The resulting files are then converted into a 3col file that contains

  • probe ID;
  • HGNC gene symbol;
  • Entrez gene ID (which could be used to pull all the relevant info from NCBI Gene.

These 3col files are then used for further processing of expression matrices.

Scripts annot_to_3col.sh and soft_to_3col.sh are used to extract the necessary columns from the annotations.

Finding all of the GSE experiments for an organism

Given below is a sample query at GEO datasets for human (for mouse/rat, Organism identifier needs to be appropriately replaced):

("Homo Sapiens"[Organism]) AND expression profiling by array[DataSet Type] AND "gse"[Filter]

(We used to include AND (8[n_samples] : 200[n_samples]), but n_samples does not seem to be supported by GEO anymore) The results are then saved using Send to button below the search bar; save it as a file of summaries in default order. Example search results are included in GEO_search folder in this repository.

alt text

GSE series matrix download

After you get the metafile downloaded (named gds_list.txt by default. You can use sample search results provided in GEO_search), simply run

gse_download.sh gds_list.txt

This will stard the download of files named GSEXXX.series_matrix.gz

The overall volume of files is ~ 20Gb for human, ~ 10Gb for mouse, and ~2Gb for rat. Depending on the Internet connectivity, this would take anywhere from several hours to a day.

QC and preprocessing

Most of the QC and preprocessing are done by preprocess_matrix.pl Perl script. It takes two arguments:

  • a GSE series matrix file;
  • directory with GPL 3col files (assuming they are sorted into hs, mm, and rt subdirectories).

The script would attempt to guess if the matrix is log2 transformed or not (see below). The script would stop processing the matrix (consider QC failed) if one of the following conditions is satisfied:

  • GPL listed in the matrix file is absent in the directory of 3col files;
  • Number of samples is fewer than a pre-defined minimum (default = 8);
  • Number of samples is greated than a pre-defined maximum (default = 200).
  • Expression matrix is empty;
  • Expression matrix maximum and average values are outside of pre-defined ranges:
    • ave 4-10, max 10-25 for log2-transformed matrix;
    • max 5000-100000 for non-log2-transformed matrix.

If none of the above criteria are satisfied, the matrix statistics are printed to logs (STDERR), and the non-log2-transformed matrix is printed following the 3col annotation columns in the comma-separated (CSV) format.

WGCNA clustering

Scripts for WGCNA processing and heatmap generation are located in genequery/R. You need to have R and WGCNA installed.

WGCNA clustering of top N genes by expression uses GSEXXX_GPLYYY_preprocessed.csv, generated as mentioned above.
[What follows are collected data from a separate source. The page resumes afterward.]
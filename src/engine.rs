//! The decision engine: owns the random stream, the candidate counter, the
//! per-tree mutation cap, and the consumed-index set shared across forks.
//!
//! Determinism contract: the stream is a ChaCha8 generator seeded explicitly
//! at construction; selections use a uniform `gen_range` over the ordered
//! candidate slice and the rate gate spends one `f64` draw. Reproducing a
//! seed and an input tree reproduces the output exactly, across process
//! restarts.

use crate::config::EngineConfig;
use crate::error::{MutationError, Result};
use crate::operators::OperatorCategory;
use crate::report::MutationRecord;
use rand::{Rng, SeedableRng};
use rand_chacha::ChaCha8Rng;
use std::collections::HashSet;
use std::sync::{Arc, Mutex};

/// Outcome of a single candidate decision. The traversal substitutes a
/// `Replaced` node in place and passes an `Unchanged` one through (typically
/// descending into its children).
#[derive(Debug, Clone, PartialEq)]
pub enum Mutated<N> {
    Replaced(N),
    Unchanged(N),
}

impl<N> Mutated<N> {
    pub fn is_replaced(&self) -> bool {
        matches!(self, Mutated::Replaced(_))
    }

    pub fn into_inner(self) -> N {
        match self {
            Mutated::Replaced(node) | Mutated::Unchanged(node) => node,
        }
    }
}

/// What to log if the mutation is authorized. The engine fills in the
/// candidate index itself.
#[derive(Debug, Clone, Copy)]
pub struct MutationDetails {
    pub category: OperatorCategory,
    pub original: Option<&'static str>,
    pub replacement: &'static str,
}

pub struct Engine {
    config: EngineConfig,
    rng: ChaCha8Rng,
    candidate_index: usize,
    mutations_applied: usize,
    /// Candidate indices already consumed by a mutation in any engine sharing
    /// this set. The mutex serializes check-and-insert so the no-repeat
    /// guarantee holds even when forks run on separate threads.
    consumed: Arc<Mutex<HashSet<usize>>>,
    records: Vec<MutationRecord>,
}

impl Engine {
    /// Build an engine from a validated configuration and an explicit seed.
    pub fn new(config: EngineConfig, seed: u64) -> Result<Self> {
        config.validate()?;
        Ok(Self {
            config,
            rng: ChaCha8Rng::seed_from_u64(seed),
            candidate_index: 0,
            mutations_applied: 0,
            consumed: Arc::new(Mutex::new(HashSet::new())),
            records: Vec::new(),
        })
    }

    /// Spawn a child engine for the next mutant of the same tree: same
    /// config, same shared consumed set, fresh counters, and a random stream
    /// seeded from this engine's stream (never from system entropy) so the
    /// whole family is reproducible from one root seed.
    pub fn fork(&mut self) -> Engine {
        let seed = self.rng.gen::<u64>();
        Engine {
            config: self.config.clone(),
            rng: ChaCha8Rng::seed_from_u64(seed),
            candidate_index: 0,
            mutations_applied: 0,
            consumed: Arc::clone(&self.consumed),
            records: Vec::new(),
        }
    }

    /// Select one element uniformly at random. An empty candidate set is a
    /// broken operator table, not a runtime condition.
    pub fn pick<T: Copy>(&mut self, candidates: &[T]) -> Result<T> {
        if candidates.is_empty() {
            return Err(MutationError::InvalidInput(
                "pick called with an empty candidate set".to_string(),
            ));
        }
        let index = self.rng.gen_range(0..candidates.len());
        Ok(candidates[index])
    }

    /// Gate one candidate. Ordering matters: the cap and the consumed set are
    /// checked before the rate draw, so the stream only advances for
    /// candidates that reach the draw.
    fn decide(&mut self, rate: f64) -> bool {
        if self.mutations_applied >= self.config.max_mutations {
            return false;
        }

        // A poisoned set is still a usable set; recover rather than panic
        let mut consumed = self
            .consumed
            .lock()
            .unwrap_or_else(|poisoned| poisoned.into_inner());
        if consumed.contains(&self.candidate_index) {
            return false;
        }

        if self.rng.gen::<f64>() >= rate {
            return false;
        }

        self.mutations_applied += 1;
        consumed.insert(self.candidate_index);
        true
    }

    /// Evaluate one candidate: bump the candidate index (every visited
    /// candidate consumes exactly one index, mutated or not), then either
    /// materialize the replacement through the converter or hand the node
    /// back unchanged.
    pub fn mutate_node<N, F>(
        &mut self,
        node: N,
        details: MutationDetails,
        rate: f64,
        materialize: F,
    ) -> Result<Mutated<N>>
    where
        F: FnOnce(N) -> Result<N>,
    {
        self.candidate_index += 1;

        if self.decide(rate) {
            self.records.push(MutationRecord {
                candidate_index: self.candidate_index,
                category: details.category,
                original: details.original.map(|s| s.to_string()),
                replacement: details.replacement.to_string(),
            });
            Ok(Mutated::Replaced(materialize(node)?))
        } else {
            Ok(Mutated::Unchanged(node))
        }
    }

    pub fn config(&self) -> &EngineConfig {
        &self.config
    }

    /// How many candidates this engine has been shown so far.
    pub fn candidates_seen(&self) -> usize {
        self.candidate_index
    }

    pub fn mutations_applied(&self) -> usize {
        self.mutations_applied
    }

    pub fn records(&self) -> &[MutationRecord] {
        &self.records
    }

    pub fn take_records(&mut self) -> Vec<MutationRecord> {
        std::mem::take(&mut self.records)
    }
}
All of the processing is done by function wgcna_preprocessed, that does the following:

  • collapses probes to genes using WGCNA built-in function collapseRows;
  • takes top N genes (6000 by default) as ranked by max2 function - see max2 definition in genequery_functions.R;
  • generates Rsq of scale-free fit for powers 5-25, after which
    • if Rsq is 0.9 is achievable, it picks the lowest power at which Rsq is >= 0.9;
    • if only Rsq of 0.8 is achievable, it picks the lowest power at which Rsq is >= 0.8;
    • if only Rsq of 0.7 is achievable, it picks the lowest power at which Rsq is >= 0.7;
    • if Rsq is < 0.7 for all powers in [5:25], clustering is considered failed.
  • after this, the function picks mergeCutHeight: 0.15 for pow > 10, and 0.25 for pow <= 10;
  • finally, the clustering is performed, and several files are saved.

We would need genes-to-clusters tables (for GMT file that later becomes GeneQuery database), and eigengene table (for the heatmap).

Heatmap generation

Heatmap generation is done by function make_svg_heatmaps in genequery_functions.R. It uses eigengene matrix generated during the WGCNA clustering.

As a result, it generates N figures (one for each generated WGCNA cluster) in which cluster number i is highlighted by frame. Figures are saved in SVG format.